34.3 Uitzondering op het overgangsrecht bouwwerken

Lid 34.1 is niet van toepassing op bouwwerken die weliswaar bestaan op het tijdstip van inwerkingtreding van het plan, maar zijn gebouwd zonder vergunning en in strijd met het daarvoor geldende plan, daaronder begrepen de overgangsbepaling van dat plan.

34.4 Overgangsrecht gebruik

Het gebruik van grond en bouwwerken dat bestond op het tijdstip van inwerkingtreding van het bestemmingsplan en hiermee in strijd is, mag worden voortgezet.

34.5 Strijdig gebruik

Het is verboden het met het bestemmingsplan strijdige gebruik, bedoeld in lid 34.4 te veranderen of te laten veranderen in een ander met dat plan strijdig gebruik, tenzij door deze verandering de afwijking naar aard en omvang wordt verkleind.

34.6 Verboden gebruik

Indien het gebruik, bedoeld in lid 34.4, na het tijdstip van inwerkingtreding van het plan voor een periode langer dan een jaar wordt onderbroken, is het verboden dit gebruik daarna te hervatten of te laten hervatten.

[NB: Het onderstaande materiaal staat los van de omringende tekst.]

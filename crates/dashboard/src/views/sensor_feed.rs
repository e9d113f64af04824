//! Live readings for one device.

use std::sync::{Arc, Mutex};

use binwatch_api::mqtt::sensor_topic;
use binwatch_core::history::{HistoryBuffer, DEFAULT_HISTORY_CAPACITY};
use binwatch_core::sensor::SensorReading;
use binwatch_live::{InboundMessage, LiveChannel, Subscription};
use chrono::Utc;
use tokio::sync::watch;

use super::lock;

struct FeedState {
    history: HistoryBuffer<SensorReading>,
    dropped: u64,
}

/// Subscribes to `data/{device}/sensors` and keeps the most recent
/// readings, newest first.
///
/// The subscription lives as long as the feed is attached; dropping the
/// feed or calling [`detach`](Self::detach) removes the handler so no
/// stale callback touches the state afterwards.
pub struct SensorFeed {
    device: String,
    state: Arc<Mutex<FeedState>>,
    updates: Arc<watch::Sender<u64>>,
    subscription: Option<Subscription>,
}

impl SensorFeed {
    pub fn new(device: impl Into<String>) -> Self {
        Self::with_capacity(device, DEFAULT_HISTORY_CAPACITY)
    }

    pub fn with_capacity(device: impl Into<String>, capacity: usize) -> Self {
        let (updates, _rx) = watch::channel(0);
        Self {
            device: device.into(),
            state: Arc::new(Mutex::new(FeedState {
                history: HistoryBuffer::new(capacity),
                dropped: 0,
            })),
            updates: Arc::new(updates),
            subscription: None,
        }
    }

    pub fn device(&self) -> &str {
        &self.device
    }

    pub fn topic(&self) -> String {
        sensor_topic(&self.device)
    }

    /// Register on `channel`, replacing any previous registration.
    pub fn attach(&mut self, channel: &LiveChannel) {
        let state = Arc::clone(&self.state);
        let updates = Arc::clone(&self.updates);
        let subscription = channel.subscribe(self.topic(), move |message| {
            ingest(&state, &updates, message);
        });
        tracing::debug!(topic = %subscription.topic(), "Sensor feed attached");
        self.subscription = Some(subscription);
    }

    pub fn detach(&mut self) {
        if let Some(subscription) = self.subscription.take() {
            subscription.unsubscribe();
        }
    }

    pub fn is_attached(&self) -> bool {
        self.subscription.is_some()
    }

    /// Feed one message through the same path the live handler uses.
    /// Returns whether a reading was recorded.
    pub fn ingest(&self, message: &InboundMessage) -> bool {
        ingest(&self.state, &self.updates, message)
    }

    pub fn latest(&self) -> Option<SensorReading> {
        lock(&self.state).history.latest().cloned()
    }

    /// Readings, newest first.
    pub fn history(&self) -> Vec<SensorReading> {
        lock(&self.state).history.iter().cloned().collect()
    }

    pub fn len(&self) -> usize {
        lock(&self.state).history.len()
    }

    pub fn is_empty(&self) -> bool {
        self.len() == 0
    }

    /// Payloads that could not be turned into a reading.
    pub fn dropped(&self) -> u64 {
        lock(&self.state).dropped
    }

    /// Bumped after every recorded reading.
    pub fn updates(&self) -> watch::Receiver<u64> {
        self.updates.subscribe()
    }
}

fn ingest(state: &Mutex<FeedState>, updates: &watch::Sender<u64>, message: &InboundMessage) -> bool {
    let payload = message.payload_object();
    match SensorReading::from_payload(&payload, Utc::now()) {
        Ok(reading) => {
            lock(state).history.push(reading);
            updates.send_modify(|n| *n += 1);
            true
        }
        Err(e) => {
            tracing::warn!(topic = %message.topic, error = %e, "Dropping unreadable sensor payload");
            lock(state).dropped += 1;
            false
        }
    }
}
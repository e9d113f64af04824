/// All timestamps are UTC.
pub type Timestamp = chrono::DateTime<chrono::Utc>;

/// Identifier of a bin node as reported by the devices (e.g. `"node1"`).
pub type NodeId = String;
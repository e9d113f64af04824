//! MQTT device credentials.

use binwatch_api::mqtt::{MqttCredentials, MqttCredentialsRequest, MqttCredentialsUpdate};
use binwatch_api::{ApiClient, ApiError};
use binwatch_core::validation::{validate_mqtt_credentials, MqttCredentialsForm};
use serde_json::Value;

use crate::error::ViewError;

/// Lists active devices and the broker status, and runs the device CRUD
/// actions. Every action leaves its outcome in `notice` or `error`.
pub struct DeviceManager {
    api: ApiClient,
    devices: Vec<MqttCredentials>,
    broker_connected: Option<bool>,
    notice: Option<String>,
    error: Option<ViewError>,
}

impl DeviceManager {
    pub fn new(api: ApiClient) -> Self {
        Self {
            api,
            devices: Vec::new(),
            broker_connected: None,
            notice: None,
            error: None,
        }
    }

    /// Fetch the device list and broker status together.
    pub async fn load(&mut self) -> Result<(), ViewError> {
        let mqtt = self.api.mqtt();
        let (devices, status) = tokio::join!(mqtt.list_active(), mqtt.broker_status());
        let devices = self.check(devices, "Failed to load devices")?;
        self.devices = devices;

        // The status endpoint is informational; a failure there only hides
        // the indicator.
        self.broker_connected = match status {
            Ok(doc) => doc.get("isConnected").and_then(Value::as_bool),
            Err(e) if e.is_unauthorized() => return Err(self.fail(&e, "")),
            Err(e) => {
                tracing::warn!(error = %e, "Broker status unavailable");
                None
            }
        };
        self.error = None;
        Ok(())
    }

    /// Validate and register a device, then add it to the list.
    pub async fn register(&mut self, form: &MqttCredentialsForm) -> Result<(), ViewError> {
        if let Err(e) = validate_mqtt_credentials(form) {
            let err = ViewError::from(e);
            self.error = Some(err.clone());
            return Err(err);
        }
        let request = MqttCredentialsRequest {
            mqtt_username: form.mqtt_username.trim().to_string(),
            mqtt_password: form.mqtt_password.clone(),
            broker_url: form.broker_url.trim().to_string(),
        };
        let result = self.api.mqtt().register(&request).await;
        let device = self.check(result, "Failed to register device")?;
        tracing::info!(device = %device.mqtt_username, "Device registered");
        self.notice = Some(format!("Device {} registered", device.mqtt_username));
        self.devices.push(device);
        Ok(())
    }

    pub async fn change_password(&mut self, id: &str, password: &str) -> Result<(), ViewError> {
        if password.is_empty() {
            let err = ViewError::Validation("MQTT password is required".into());
            self.error = Some(err.clone());
            return Err(err);
        }
        let update = MqttCredentialsUpdate {
            mqtt_password: Some(password.to_string()),
            ..Default::default()
        };
        let result = self.api.mqtt().update(id, &update).await;
        let updated = self.check(result, "Failed to update device")?;
        self.notice = Some(format!("Password changed for {}", updated.mqtt_username));
        self.replace(updated);
        Ok(())
    }

    /// Deactivated devices drop out of the active list.
    pub async fn deactivate(&mut self, id: &str) -> Result<(), ViewError> {
        let result = self.api.mqtt().deactivate(id).await;
        let ack = self.check(result, "Failed to deactivate device")?;
        self.devices.retain(|d| d.id != id);
        self.notice = Some(ack.message);
        Ok(())
    }

    pub async fn delete(&mut self, id: &str) -> Result<(), ViewError> {
        let result = self.api.mqtt().delete(id).await;
        let ack = self.check(result, "Failed to delete device")?;
        self.devices.retain(|d| d.id != id);
        self.notice = Some(ack.message);
        Ok(())
    }

    /// Send a command through the backend's broker bridge.
    pub async fn publish(&mut self, topic: &str, message: &str) -> Result<(), ViewError> {
        if topic.trim().is_empty() {
            let err = ViewError::Validation("Topic is required".into());
            self.error = Some(err.clone());
            return Err(err);
        }
        let result = self.api.mqtt().publish(topic, message, None).await;
        let ack = self.check(result, "Failed to publish message")?;
        self.notice = Some(ack.message);
        Ok(())
    }

    pub fn devices(&self) -> &[MqttCredentials] {
        &self.devices
    }

    /// First active device, used as the default live feed.
    pub fn first_active(&self) -> Option<&MqttCredentials> {
        self.devices.iter().find(|d| d.is_active)
    }

    pub fn broker_connected(&self) -> Option<bool> {
        self.broker_connected
    }

    pub fn notice(&self) -> Option<&str> {
        self.notice.as_deref()
    }

    pub fn error(&self) -> Option<&ViewError> {
        self.error.as_ref()
    }

    pub fn dismiss(&mut self) {
        self.notice = None;
        self.error = None;
    }

    fn replace(&mut self, device: MqttCredentials) {
        match self.devices.iter_mut().find(|d| d.id == device.id) {
            Some(slot) => *slot = device,
            None => self.devices.push(device),
        }
    }

    fn check<T>(&mut self, result: Result<T, ApiError>, fallback: &str) -> Result<T, ViewError> {
        result.map_err(|e| self.fail(&e, fallback))
    }

    fn fail(&mut self, err: &ApiError, fallback: &str) -> ViewError {
        let view_err = ViewError::from_api(err, fallback);
        tracing::warn!(error = %err, "Device action failed");
        self.notice = None;
        self.error = Some(view_err.clone());
        view_err
    }
}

34.7 Uitzondering op het overgangsrecht gebruik

Artikel 34 is niet van toepassing op het gebruik dat reeds in strijd was met het voorheen geldende bestemmingsplan, daaronder begrepen de overgangsbepalingen van dat plan.

Artikel 35 Slotregel

 

Deze regels worden aangehaald als: Regels van het bestemmingsplan De Riet NL.IMRO.0141.00134-BP31 van de gemeente Almelo.